Михаил Борисов за время отступления от Харькова уцелел единственный из состава пяти артиллерийских расчетов. «Нашими слабыми местами были никуда не годная боевая техника и хроническая нехватка боеприпасов, – рассказывает он. – Мы были прикреплены к совершенно неподходящим для подобных боев 45-миллиметровым батальонным орудиям, которые могли пробить броню вражеских танков только с расстояния, не превышающего сто метров. У нас было мало уверенности в эффективности подобного оружия, которое мы прозвали «Прощай, Родина!». И оно действительно мало помогало в боях, поскольку нам выдавалось всего по два снаряда на день».
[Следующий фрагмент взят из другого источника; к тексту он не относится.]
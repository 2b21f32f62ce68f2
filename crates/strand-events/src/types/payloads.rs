//! Typed payload views.
//!
//! Payloads are stored as JSON; these structs give each tag its declared
//! shape. [`TypedPayload::from_event`] dispatches on the tag. Tags whose
//! payload is empty or free-form (`stream.*`, `compact.boundary`,
//! `context.cleared`, `session.end`) stay raw.

use serde::{Deserialize, Serialize};
use serde_json::{Map, Value};

use strand_core::{AssistantContent, Message, ReasoningLevel, StopReason, TokenUsage, UserMessageContent};

use super::event_type::EventType;
use crate::errors::Result;

/// Payload of `session.start`.
#[derive(Clone, Debug, PartialEq, Serialize, Deserialize)]
#[serde(rename_all = "camelCase")]
pub struct SessionStartPayload {
    /// Model the session was created with.
    pub model: String,
    /// Working directory of the session.
    pub working_directory: String,
    /// Optional human-readable title.
    #[serde(skip_serializing_if = "Option::is_none")]
    pub title: Option<String>,
}

/// Payload of `session.fork`.
#[derive(Clone, Debug, PartialEq, Serialize, Deserialize)]
#[serde(rename_all = "camelCase")]
pub struct SessionForkPayload {
    /// Session the fork branched from.
    pub forked_from_session_id: String,
    /// Event in the source chain the fork branched at.
    pub forked_from_event_id: String,
    /// Optional title for the forked session.
    #[serde(skip_serializing_if = "Option::is_none")]
    pub title: Option<String>,
}

/// Payload of `message.user`.
#[derive(Clone, Debug, PartialEq, Serialize, Deserialize)]
#[serde(rename_all = "camelCase")]
pub struct MessageUserPayload {
    /// Prompt text or block sequence.
    pub content: UserMessageContent,
    /// Skill references attached to this turn.
    #[serde(default, skip_serializing_if = "Vec::is_empty")]
    pub skill_refs: Vec<String>,
    /// Spell references attached to this turn.
    #[serde(default, skip_serializing_if = "Vec::is_empty")]
    pub spell_refs: Vec<String>,
}

/// Payload of `message.assistant`.
#[derive(Clone, Debug, PartialEq, Serialize, Deserialize)]
#[serde(rename_all = "camelCase")]
pub struct MessageAssistantPayload {
    /// Response blocks.
    pub content: Vec<AssistantContent>,
    /// Why the response ended.
    #[serde(skip_serializing_if = "Option::is_none")]
    pub stop_reason: Option<StopReason>,
    /// API-reported usage.
    #[serde(skip_serializing_if = "Option::is_none")]
    pub token_usage: Option<TokenUsage>,
    /// Turn number within the run.
    #[serde(skip_serializing_if = "Option::is_none")]
    pub turn: Option<u64>,
    /// Whether this message is partial content from an interrupted turn.
    #[serde(default, skip_serializing_if = "std::ops::Not::not")]
    pub interrupted: bool,
}

/// Payload of `message.deleted`.
#[derive(Clone, Debug, PartialEq, Serialize, Deserialize)]
#[serde(rename_all = "camelCase")]
pub struct MessageDeletedPayload {
    /// The message event being hidden from the reconstructed view.
    pub target_event_id: String,
}

/// Payload of `tool.call`.
#[derive(Clone, Debug, PartialEq, Serialize, Deserialize)]
#[serde(rename_all = "camelCase")]
pub struct ToolCallPayload {
    /// Tool call ID (matches the assistant message's tool-use block).
    pub tool_call_id: String,
    /// Tool name.
    pub name: String,
    /// Tool arguments.
    pub arguments: Map<String, Value>,
}

/// Payload of `tool.result`.
#[derive(Clone, Debug, PartialEq, Serialize, Deserialize)]
#[serde(rename_all = "camelCase")]
pub struct ToolResultPayload {
    /// Tool call this result answers.
    pub tool_call_id: String,
    /// Result text.
    pub content: String,
    /// Whether the tool errored.
    #[serde(default)]
    pub is_error: bool,
}

/// Payload of `subagent.spawned`.
#[derive(Clone, Debug, PartialEq, Serialize, Deserialize)]
#[serde(rename_all = "camelCase")]
pub struct SubagentSpawnedPayload {
    /// Child session ID.
    pub child_session_id: String,
    /// How the subagent was spawned.
    pub spawn_type: String,
    /// Delegated task description.
    pub task: String,
    /// Model the child runs on.
    pub model: String,
}

/// Payload of `subagent.completed`.
#[derive(Clone, Debug, PartialEq, Serialize, Deserialize)]
#[serde(rename_all = "camelCase")]
pub struct SubagentCompletedPayload {
    /// Child session ID.
    pub child_session_id: String,
    /// Result summary.
    pub summary: String,
    /// Turns the child consumed.
    pub turns: u64,
    /// Child token usage.
    pub token_usage: TokenUsage,
    /// Wall-clock duration.
    pub duration_ms: u64,
    /// Child's final stop reason.
    #[serde(skip_serializing_if = "Option::is_none")]
    pub stop_reason: Option<StopReason>,
    /// Whether the child's output was truncated.
    #[serde(default, skip_serializing_if = "std::ops::Not::not")]
    pub truncated: bool,
}

/// Payload of `subagent.failed`.
#[derive(Clone, Debug, PartialEq, Serialize, Deserialize)]
#[serde(rename_all = "camelCase")]
pub struct SubagentFailedPayload {
    /// Child session ID.
    pub child_session_id: String,
    /// Failure description.
    pub error: String,
}

/// Payload of `compact.summary`.
///
/// Carries everything replay needs to rebuild the post-compaction view
/// without consulting any other store.
#[derive(Clone, Debug, PartialEq, Serialize, Deserialize)]
#[serde(rename_all = "camelCase")]
pub struct CompactSummaryPayload {
    /// Generated (or human-edited) summary text, without the wrapper prefix.
    pub summary: String,
    /// The preserved message tail, in original order.
    pub preserved: Vec<Message>,
    /// Estimated tokens before compaction.
    pub tokens_before: u64,
    /// Estimated tokens after compaction.
    pub tokens_after: u64,
}

/// Payload of `config.reasoning_level`.
#[derive(Clone, Debug, PartialEq, Serialize, Deserialize)]
#[serde(rename_all = "camelCase")]
pub struct ConfigReasoningLevelPayload {
    /// The level before the change, when one was persisted.
    #[serde(skip_serializing_if = "Option::is_none")]
    pub previous: Option<ReasoningLevel>,
    /// The level after the change.
    pub new: ReasoningLevel,
}

/// Payload of `error.agent`.
#[derive(Clone, Debug, PartialEq, Serialize, Deserialize)]
#[serde(rename_all = "camelCase")]
pub struct ErrorAgentPayload {
    /// Error description.
    pub error: String,
    /// Whether the session can continue past this error.
    pub recoverable: bool,
}

/// Payload of `notification.interrupted`.
#[derive(Clone, Debug, PartialEq, Serialize, Deserialize)]
#[serde(rename_all = "camelCase")]
pub struct NotificationInterruptedPayload {
    /// Turn number that was interrupted.
    pub turn: u64,
}

/// Typed view of an event payload, dispatched on the event tag.
#[derive(Clone, Debug, PartialEq)]
pub enum TypedPayload {
    /// `session.start`
    SessionStart(SessionStartPayload),
    /// `session.fork`
    SessionFork(SessionForkPayload),
    /// `message.user`
    MessageUser(MessageUserPayload),
    /// `message.assistant`
    MessageAssistant(MessageAssistantPayload),
    /// `message.deleted`
    MessageDeleted(MessageDeletedPayload),
    /// `tool.call`
    ToolCall(ToolCallPayload),
    /// `tool.result`
    ToolResult(ToolResultPayload),
    /// `subagent.spawned`
    SubagentSpawned(SubagentSpawnedPayload),
    /// `subagent.completed`
    SubagentCompleted(SubagentCompletedPayload),
    /// `subagent.failed`
    SubagentFailed(SubagentFailedPayload),
    /// `compact.summary`
    CompactSummary(CompactSummaryPayload),
    /// `config.reasoning_level`
    ConfigReasoningLevel(ConfigReasoningLevelPayload),
    /// `error.agent`
    ErrorAgent(ErrorAgentPayload),
    /// `notification.interrupted`
    NotificationInterrupted(NotificationInterruptedPayload),
    /// Tags with empty or free-form payloads.
    Raw(Value),
}

impl TypedPayload {
    /// Deserialize a payload according to its tag.
    pub fn from_event(event_type: EventType, payload: &Value) -> Result<Self> {
        let typed = match event_type {
            EventType::SessionStart => {
                Self::SessionStart(serde_json::from_value(payload.clone())?)
            }
            EventType::SessionFork => Self::SessionFork(serde_json::from_value(payload.clone())?),
            EventType::MessageUser => Self::MessageUser(serde_json::from_value(payload.clone())?),
            EventType::MessageAssistant => {
                Self::MessageAssistant(serde_json::from_value(payload.clone())?)
            }
            EventType::MessageDeleted => {
                Self::MessageDeleted(serde_json::from_value(payload.clone())?)
            }
            EventType::ToolCall => Self::ToolCall(serde_json::from_value(payload.clone())?),
            EventType::ToolResult => Self::ToolResult(serde_json::from_value(payload.clone())?),
            EventType::SubagentSpawned => {
                Self::SubagentSpawned(serde_json::from_value(payload.clone())?)
            }
            EventType::SubagentCompleted => {
                Self::SubagentCompleted(serde_json::from_value(payload.clone())?)
            }
            EventType::SubagentFailed => {
                Self::SubagentFailed(serde_json::from_value(payload.clone())?)
            }
            EventType::CompactSummary => {
                Self::CompactSummary(serde_json::from_value(payload.clone())?)
            }
            EventType::ConfigReasoningLevel => {
                Self::ConfigReasoningLevel(serde_json::from_value(payload.clone())?)
            }
            EventType::ErrorAgent => Self::ErrorAgent(serde_json::from_value(payload.clone())?),
            EventType::NotificationInterrupted => {
                Self::NotificationInterrupted(serde_json::from_value(payload.clone())?)
            }
            EventType::SessionEnd
            | EventType::CompactBoundary
            | EventType::ContextCleared
            | EventType::NotificationSubagentResult
            | EventType::StreamTurnStart
            | EventType::StreamTurnEnd => Self::Raw(payload.clone()),
        };
        Ok(typed)
    }
}
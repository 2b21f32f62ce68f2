//! The closed event-type tag set.
//!
//! Every persisted event carries exactly one of these tags, and the tag
//! fully determines the payload shape. New behaviors get new tags; existing
//! tags never change meaning.

use serde::{Deserialize, Serialize};
use std::fmt;
use std::str::FromStr;

use crate::errors::EventError;

/// Typed tag of a persisted event.
#[derive(Clone, Copy, Debug, PartialEq, Eq, Hash, Serialize, Deserialize)]
pub enum EventType {
    /// Root event of a freshly created session.
    #[serde(rename = "session.start")]
    SessionStart,
    /// Session ended; no further events expected.
    #[serde(rename = "session.end")]
    SessionEnd,
    /// Root event of a forked session; `parent_id` points into the source
    /// session's chain.
    #[serde(rename = "session.fork")]
    SessionFork,

    /// A user prompt.
    #[serde(rename = "message.user")]
    MessageUser,
    /// A model response (text, thinking, tool uses).
    #[serde(rename = "message.assistant")]
    MessageAssistant,
    /// Soft deletion of an earlier message (history stays immutable).
    #[serde(rename = "message.deleted")]
    MessageDeleted,

    /// A tool invocation is about to execute.
    #[serde(rename = "tool.call")]
    ToolCall,
    /// A tool invocation settled.
    #[serde(rename = "tool.result")]
    ToolResult,

    /// A child session was spawned for a delegated task.
    #[serde(rename = "subagent.spawned")]
    SubagentSpawned,
    /// A spawned child session finished successfully.
    #[serde(rename = "subagent.completed")]
    SubagentCompleted,
    /// A spawned child session failed.
    #[serde(rename = "subagent.failed")]
    SubagentFailed,

    /// Marker written when compaction replaced the live message view.
    #[serde(rename = "compact.boundary")]
    CompactBoundary,
    /// The generated summary plus the preserved message tail.
    #[serde(rename = "compact.summary")]
    CompactSummary,
    /// The live message view was cleared without summarizing.
    #[serde(rename = "context.cleared")]
    ContextCleared,

    /// The session's reasoning level changed.
    #[serde(rename = "config.reasoning_level")]
    ConfigReasoningLevel,

    /// A turn failed with an agent-level error.
    #[serde(rename = "error.agent")]
    ErrorAgent,

    /// A turn was interrupted by the user.
    #[serde(rename = "notification.interrupted")]
    NotificationInterrupted,
    /// A subagent result is available for the next parent turn.
    #[serde(rename = "notification.subagent_result")]
    NotificationSubagentResult,

    /// A turn started streaming.
    #[serde(rename = "stream.turn_start")]
    StreamTurnStart,
    /// A turn finished streaming.
    #[serde(rename = "stream.turn_end")]
    StreamTurnEnd,
}

/// Every member of the tag set, for exhaustive iteration in migrations and
/// tests.
pub const ALL_EVENT_TYPES: &[EventType] = &[
    EventType::SessionStart,
    EventType::SessionEnd,
    EventType::SessionFork,
    EventType::MessageUser,
    EventType::MessageAssistant,
    EventType::MessageDeleted,
    EventType::ToolCall,
    EventType::ToolResult,
    EventType::SubagentSpawned,
    EventType::SubagentCompleted,
    EventType::SubagentFailed,
    EventType::CompactBoundary,
    EventType::CompactSummary,
    EventType::ContextCleared,
    EventType::ConfigReasoningLevel,
    EventType::ErrorAgent,
    EventType::NotificationInterrupted,
    EventType::NotificationSubagentResult,
    EventType::StreamTurnStart,
    EventType::StreamTurnEnd,
];

impl EventType {
    /// The wire tag for this type.
    #[must_use]
    pub fn as_str(&self) -> &'static str {
        match self {
            Self::SessionStart => "session.start",
            Self::SessionEnd => "session.end",
            Self::SessionFork => "session.fork",
            Self::MessageUser => "message.user",
            Self::MessageAssistant => "message.assistant",
            Self::MessageDeleted => "message.deleted",
            Self::ToolCall => "tool.call",
            Self::ToolResult => "tool.result",
            Self::SubagentSpawned => "subagent.spawned",
            Self::SubagentCompleted => "subagent.completed",
            Self::SubagentFailed => "subagent.failed",
            Self::CompactBoundary => "compact.boundary",
            Self::CompactSummary => "compact.summary",
            Self::ContextCleared => "context.cleared",
            Self::ConfigReasoningLevel => "config.reasoning_level",
            Self::ErrorAgent => "error.agent",
            Self::NotificationInterrupted => "notification.interrupted",
            Self::NotificationSubagentResult => "notification.subagent_result",
            Self::StreamTurnStart => "stream.turn_start",
            Self::StreamTurnEnd => "stream.turn_end",
        }
    }

    /// The domain prefix of the tag (the part before the first dot).
    #[must_use]
    pub fn domain(&self) -> &'static str {
        let tag = self.as_str();
        tag.split_once('.').map_or(tag, |(domain, _)| domain)
    }

    /// Whether this event contributes to the conversation message view.
    #[must_use]
    pub fn is_message_type(&self) -> bool {
        matches!(
            self,
            Self::MessageUser | Self::MessageAssistant | Self::ToolResult
        )
    }

    /// Whether this event marks a session lifecycle boundary.
    #[must_use]
    pub fn is_lifecycle_type(&self) -> bool {
        matches!(self, Self::SessionStart | Self::SessionEnd | Self::SessionFork)
    }

    /// Whether replay resets transient conversational state at this event.
    #[must_use]
    pub fn is_context_reset(&self) -> bool {
        matches!(self, Self::CompactBoundary | Self::ContextCleared)
    }
}

impl fmt::Display for EventType {
    fn fmt(&self, f: &mut fmt::Formatter<'_>) -> fmt::Result {
        f.write_str(self.as_str())
    }
}

impl FromStr for EventType {
    type Err = EventError;

    fn from_str(s: &str) -> Result<Self, Self::Err> {
        serde_json::from_value(serde_json::Value::String(s.to_owned()))
            .map_err(|_| EventError::UnknownEventType(s.to_owned()))
    }
}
Ситуация в небе над полями сражений была не намного лучше. «Как-то раз, когда наша измученная пехота отступала по степи, – вспоминает Борисов, – мы увидели в небе шесть наших «И-16» [одномоторный истребитель Поликарпова]. Эти самолеты были тяжелыми и медленными, в армии их называли «ишаками». Неожиданно возник один немецкий «Мессершмитт». Мы стали свидетелями воздушного боя. Он был очень коротким. Немец сбил все наши самолеты один за другим. Мы оказались полностью в его власти и стали беспомощно ждать, когда он откроет по нам огонь из пулеметов. Однако он несколько раз пролетел над нами на низкой высоте, затем помахал крыльями, как бы в насмешку желая нам здравствовать, и улетел. Вы не можете представить, как мы себя чувствовали. Мы ощущали себя настолько униженными, наши сердца наполнялись безнадежностью. Я помню, с каким потрясением я смотрел вслед удаляющемуся «мессеру» и думал: «Мы не можем так воевать!» – «Враг использовал каждый шанс, чтобы унизить отступающих солдат. Двоих из нас послали в разведку, – вспоминает Мережко. – Мы сели на лошадей и поехали по степи, высматривая немцев. Наконец мы нашли их – ровными рядами марширующую пехоту. Мы поскакали от них галопом так быстро, как только могли. Но вскоре в небе появилось два «Мессершмитта»: один стал кружить над нами, другой открыл по нам пулеметный огонь. Немцы могли без труда нас прикончить. Вместо этого они просто ради потехи гнали нас около тридцати минут. На полном скаку я, срывая голос, перекрикивался с товарищем, когда мы поворачивали наших коней то в одну, то в другую сторону, отчаянно пытаясь увернуться от пуль. Пулеметные очереди проходили все ближе и ближе к нам. Потом внезапно фашистам надоела их забава, и они улетели».